Compte rendu analytique officiel du 3 mars 2009

Rappel au Règlement

M. Jean-Louis Carrère. - Ce rappel au Règlement porte sur l'organisation de nos travaux, plus particulièrement sur ceux des commissions aux termes de l'article 16 de notre Règlement. Dans quelle République vivons-nous ? Des projets de loi attendus de longue date disparaissent de l'ordre du jour : le projet de loi de programmation militaire n'a été ni discuté ni voté, le projet de loi pour la sécurité intérieure n'a même pas été déposé sur le bureau de nos assemblées, le projet de loi sur la gendarmerie a été, si j'ose m'exprimer ainsi, à moitié discuté et à moitié voté et le Gouvernement déclare presque toujours l'urgence, cette ennemie du bicamérisme. On fait comme si les textes de loi étaient discutés, on fait comme si le Gouvernement respectait les droits du Parlement. Cette méthode du « comme si » est oublieuse de nos institutions. Les conseillers du Président de la République galopent pour porter la voix du maître dans les médias et remplacent les ministres qui ne savent pas. Lorsque les conseillers font défaut, ce qui n'est pas rare car ils ne peuvent être partout, on fait appel à des médiateurs. Adieu les ministres !

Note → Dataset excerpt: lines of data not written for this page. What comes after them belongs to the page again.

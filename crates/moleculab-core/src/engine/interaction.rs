use crate::core::catalog::{BondKind, Catalog, Element};
use crate::core::models::ids::AtomId;
use crate::core::models::store::EntityStore;
use crate::core::utils::geometry::Ray;
use serde::Serialize;
use std::fmt;
use std::str::FromStr;
use thiserror::Error;

/// What a pointer activation does.
#[derive(Debug, Clone, Copy, PartialEq, Eq, Hash, Default, Serialize)]
#[serde(rename_all = "lowercase")]
pub enum InteractionMode {
    /// Toggle the hit atom in the selection.
    #[default]
    Select,
    /// Place a new atom along the ray.
    Add,
    /// Remove the hit atom.
    Delete,
}

#[derive(Debug, Error, PartialEq, Eq)]
#[error("Unknown interaction mode: '{0}'")]
pub struct ParseModeError(pub String);

impl FromStr for InteractionMode {
    type Err = ParseModeError;

    fn from_str(s: &str) -> Result<Self, Self::Err> {
        match s.trim().to_ascii_lowercase().as_str() {
            "select" => Ok(Self::Select),
            "add" => Ok(Self::Add),
            "delete" | "remove" => Ok(Self::Delete),
            _ => Err(ParseModeError(s.to_string())),
        }
    }
}

impl fmt::Display for InteractionMode {
    fn fmt(&self, f: &mut fmt::Formatter<'_>) -> fmt::Result {
        f.write_str(match self {
            Self::Select => "select",
            Self::Add => "add",
            Self::Delete => "delete",
        })
    }
}

/// The result of resolving one pointer activation.
#[derive(Debug, Clone, Copy, PartialEq, Eq)]
pub enum InteractionOutcome {
    Added(AtomId),
    Selected(AtomId),
    Deselected(AtomId),
    Removed(AtomId),
    Miss,
}

/// Current mode plus the element and bond kind chosen in the palette.
#[derive(Debug, Clone, Copy, PartialEq, Eq, Default)]
pub struct InteractionState {
    pub mode: InteractionMode,
    pub element: Element,
    pub bond_kind: BondKind,
}

/// Finds the first atom hit along `ray`, treating each atom as a sphere of its catalog radius.
///
/// Equal hit distances resolve to the atom that comes first in store iteration order.
pub fn pick_atom(store: &EntityStore, catalog: &Catalog, ray: &Ray) -> Option<AtomId> {
    let mut best: Option<(AtomId, f64)> = None;
    for atom in store.atoms_iter() {
        let radius = catalog.element(atom.element).radius;
        let Some(distance) = ray.sphere_hit(&atom.position, radius) else {
            continue;
        };
        if best.is_none_or(|(_, best_distance)| distance < best_distance) {
            best = Some((atom.id, distance));
        }
    }
    best.map(|(id, _)| id)
}
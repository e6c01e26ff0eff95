use crate::error::{CliError, Result};
use serde::Deserialize;
use std::path::{Path, PathBuf};
use tracing::debug;

#[derive(Deserialize, Debug, Default, Clone, PartialEq)]
#[serde(deny_unknown_fields, rename_all = "kebab-case")]
pub struct FileSimulationConfig {
    pub temperature: Option<f64>,
    pub pressure: Option<f64>,
    pub ph: Option<f64>,
    pub time_scale: Option<f64>,
    pub seed: Option<u64>,
    pub placement_distance: Option<f64>,
}

#[derive(Deserialize, Debug, Default, Clone, PartialEq)]
#[serde(deny_unknown_fields, rename_all = "kebab-case")]
pub struct FileRunConfig {
    pub ticks: Option<u64>,
    pub dt: Option<f64>,
}

#[derive(Deserialize, Debug, Clone, PartialEq)]
#[serde(deny_unknown_fields)]
pub struct FileAtom {
    pub element: String,
    pub position: [f64; 3],
}

#[derive(Deserialize, Debug, Clone, PartialEq)]
#[serde(deny_unknown_fields)]
pub struct FileBond {
    /// Zero-based indices into the `[[atoms]]` list.
    pub atoms: [usize; 2],
    pub kind: Option<String>,
}

/// The on-disk scenario description. Every field is optional so command-line
/// flags and defaults can fill the gaps.
#[derive(Deserialize, Debug, Default, Clone, PartialEq)]
#[serde(deny_unknown_fields, rename_all = "kebab-case")]
pub struct FileConfig {
    /// Catalog override file, relative to the scenario file.
    pub catalog: Option<PathBuf>,
    pub simulation: Option<FileSimulationConfig>,
    pub run: Option<FileRunConfig>,
    #[serde(default)]
    pub atoms: Vec<FileAtom>,
    #[serde(default)]
    pub bonds: Vec<FileBond>,
}

impl FileConfig {
    pub fn from_file(path: &Path) -> Result<Self> {
        debug!("Loading scenario from file: {:?}", path);
        let content = std::fs::read_to_string(path)?;
        toml::from_str(&content).map_err(|e| CliError::FileParsing {
            path: path.to_path_buf(),
            source: e.into(),
        })
    }
}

Cette confusion des rôles et des genres fragilise la République et nos institutions. Le Sénat s'apprête à rencontrer le conseiller diplomatique de l'Élysée, M. Jean-David Levitte, et le chef d'état-major particulier du Président de la République, M. Edouard Guillaud, à huis clos et -je vous le donne en mille !- sans que cette rencontre ne donne lieu à un compte rendu. Faut-il y voir le signe de la consécration des conseillers du Président aux dépens des ministres qui sont seuls responsables devant la représentation parlementaire ? Quelle étrange dérive que cette rencontre secrète quand le Gouvernement, sous la pression du Président de la République, s'engage dans une dangereuse aventure, celle de la réintégration de la France dans le commandement militaire intégré de l'Otan ? La décision est contestée à gauche, mais également au sein de la majorité, notamment par certains de ses éminents amis. Pour M. Alain Juppé, la France serait ainsi placée à la remorque d'une organisation dirigée par une puissance alliée aux dépens de la défense européenne. Nous refusons qu'un sujet d'une telle importance soit traité dans le cadre de réunions secrètes et demandons l'organisation d'un débat suivi d'un vote.

M. Jean-Pierre Sueur. - Très bien !

M. Jean-Louis Carrère. - En signe de protestation, les sénateurs du groupe socialiste et du groupe CRC-SPG n'assisteront pas à cette rencontre ! (Applaudissements à gauche)

M. le président. - Je vous donne acte de ce rappel au Règlement.